Die BA bestätigt auf Anfrage die Aussagen Laubers und die damit vollzogene Praxisänderung. Diese dürfte auch das Verhalten der Staatsanwälte beeinflussen. Zweifelhafte Deals, wie etwa beim Geldwäscherei-Verfahren gegen die HSBC-Bank in Genf, dürften also der Vergangenheit angehören.

Weitere Angaben zu den Gründen für die Verschärfung macht die BA nicht, auch nicht zur Zahl eingestellter Strafverfahren der letzten Jahre. «Der Bundesanwalt möchte wohl in einem politischen Kontext ein Zeichen setzen», sagt der renommierte Korruptions- und Geldwäschereiexperte Mark Pieth (64). Zufrieden mit der Praxisverschärfung sind die Initianten der Konzernverantwortungs-Initiative. «Wir finden sie richtig und wichtig», sagt Andreas Missbach von der Organisation Public Eye.

«Vergehen nicht mehr ignorieren»

Es dürfe nicht sein, dass Konzerne sich wegen ihrer Macht oder einfach, weil sie global tätig seien, vor ihrer rechtlichen Verantwortung drücken könnten. «Vergehen, die von hier aus verursacht werden, aber anderswo eine Wirkung haben, kann man in einer globalisierten Welt nicht mehr ignorieren.

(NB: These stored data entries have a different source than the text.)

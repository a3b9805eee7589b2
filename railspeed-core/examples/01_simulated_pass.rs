//! Simulated Train Pass
//!
//! Runs the speedometer against two simulated time-of-flight sensors while a
//! three-car train rolls past at a known speed, then prints the measured
//! scale speed next to the true one.
//!
//! ## What You'll Learn
//!
//! - Implementing `RangeDriver` for a ranging chip
//! - Signalling readiness through a `ReadyFlag`
//! - Driving the speedometer from a periodic tick
//! - Reading each speed exactly once
//!
//! ## Running the Example
//!
//! ```bash
//! cargo run --example 01_simulated_pass
//! ```

use std::cell::Cell;

use railspeed_core::{
    FilteredSensor, FixedTime, InitStep, RangeDriver, RangeWindow, ReadyFlag,
    Scale, SensorError, SensorResult, Speedometer, SpeedometerConfig, TimeSource, NO_READING,
};

/// Range to a car body from the sensor (mm)
const CAR_MM: u32 = 42;
/// Car length including coupler gap (mm)
const CAR_LEN_MM: f64 = 140.0;
const GAP_MM: f64 = 8.0;
const CARS: usize = 3;

/// Simulated train: position of the head as a function of time
struct Train {
    speed_mm_per_ms: f64,
    start_ms: f64,
}

impl Train {
    fn head_mm(&self, t_ms: u64) -> f64 {
        (t_ms as f64 - self.start_ms) * self.speed_mm_per_ms
    }

    /// True if some car body covers the track point at `x_mm`
    fn covers(&self, x_mm: f64, t_ms: u64) -> bool {
        let behind_head = self.head_mm(t_ms) - x_mm;
        if behind_head < 0.0 {
            return false;
        }
        let pitch = CAR_LEN_MM + GAP_MM;
        let car = (behind_head / pitch) as usize;
        car < CARS && behind_head - car as f64 * pitch < CAR_LEN_MM
    }
}

/// Ranging chip at `position_mm` along the track
struct SimChip<'a> {
    position_mm: f64,
    train: &'a Train,
    clock: &'a FixedTime,
    ready: &'static ReadyFlag,
    noise: Cell<u32>,
}

impl<'a> SimChip<'a> {
    fn new(
        position_mm: f64,
        train: &'a Train,
        clock: &'a FixedTime,
        ready: &'static ReadyFlag,
    ) -> Self {
        Self {
            position_mm,
            train,
            clock,
            ready,
            noise: Cell::new(7),
        }
    }

    /// Cheap ±2 mm jitter
    fn jitter(&self) -> u32 {
        let n = self.noise.get().wrapping_mul(1_103_515_245).wrapping_add(12_345);
        self.noise.set(n);
        (n >> 16) % 5
    }
}

impl RangeDriver for SimChip<'_> {
    fn run_step(&mut self, step: InitStep) -> SensorResult<()> {
        println!("  {:>6}: {}", self.position_mm, step);
        Ok(())
    }

    fn start_single_shot(&mut self) -> SensorResult<()> {
        // The chip raises its interrupt well inside one tick
        self.ready.signal();
        Ok(())
    }

    fn read_range(&mut self) -> nb::Result<u32, SensorError> {
        if self.train.covers(self.position_mm, self.clock.now()) {
            Ok(CAR_MM - 2 + self.jitter())
        } else {
            Ok(NO_READING)
        }
    }
}

static READY_A: ReadyFlag = ReadyFlag::new();
static READY_B: ReadyFlag = ReadyFlag::new();

fn main() {
    println!("Railspeed Simulated Pass");
    println!("========================\n");

    let config = SpeedometerConfig::for_scale(Scale::Jp);
    let spacing = config.spacing_mm as f64;

    // 0.35 mm/ms is 189 scale km/h at 1:150
    let train = Train {
        speed_mm_per_ms: 0.35,
        start_ms: 200.0,
    };
    let true_kmh = train.speed_mm_per_ms * config.scale.ratio() as f64 * 3.6;

    let clock = FixedTime::new(0);

    println!("Initializing sensors:");
    let mut speedo = Speedometer::new(
        FilteredSensor::<_, 10>::new(SimChip::new(0.0, &train, &clock, &READY_A), &READY_A),
        FilteredSensor::<_, 10>::new(SimChip::new(spacing, &train, &clock, &READY_B), &READY_B),
        config.tick_gate(),
        &clock,
        config,
    );
    speedo.set_window(RangeWindow::new(CAR_MM, 12, 3));

    if let Err(e) = speedo.begin() {
        eprintln!("Sensor start failed: {e}");
        return;
    }
    println!();

    let mut last_state = speedo.state();
    for t in 0..6_000 {
        clock.set(t);
        if !speedo.update() {
            continue;
        }

        if speedo.state() != last_state {
            println!("  t={t:5}ms  {:?} -> {:?}", last_state, speedo.state());
            last_state = speedo.state();
        }

        if speedo.is_updated() {
            let measured = speedo.get_speed();
            println!();
            println!("Measured speed: {measured:.1} km/h");
            println!("True speed:     {true_kmh:.1} km/h");
            println!("Error:          {:.1}%\n", (measured - true_kmh) / true_kmh * 100.0);
        }
    }

    println!("Final state: {:?}", speedo.state());
}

Doch dies reicht laut Missbach nie und nimmer aus. Die Schwierigkeiten, Wirtschaftskriminalität in der Schweiz zu verfolgen, seien offensichtlich. Weil es kaum juristische Werkzeuge gebe, auf welche die Justizbehörden zurückgreifen können. Missbach: «Es gibt nur einen einzigen Artikel im Strafgesetzbuch, der es ermöglicht, einen Konzern direkt zu verurteilen.»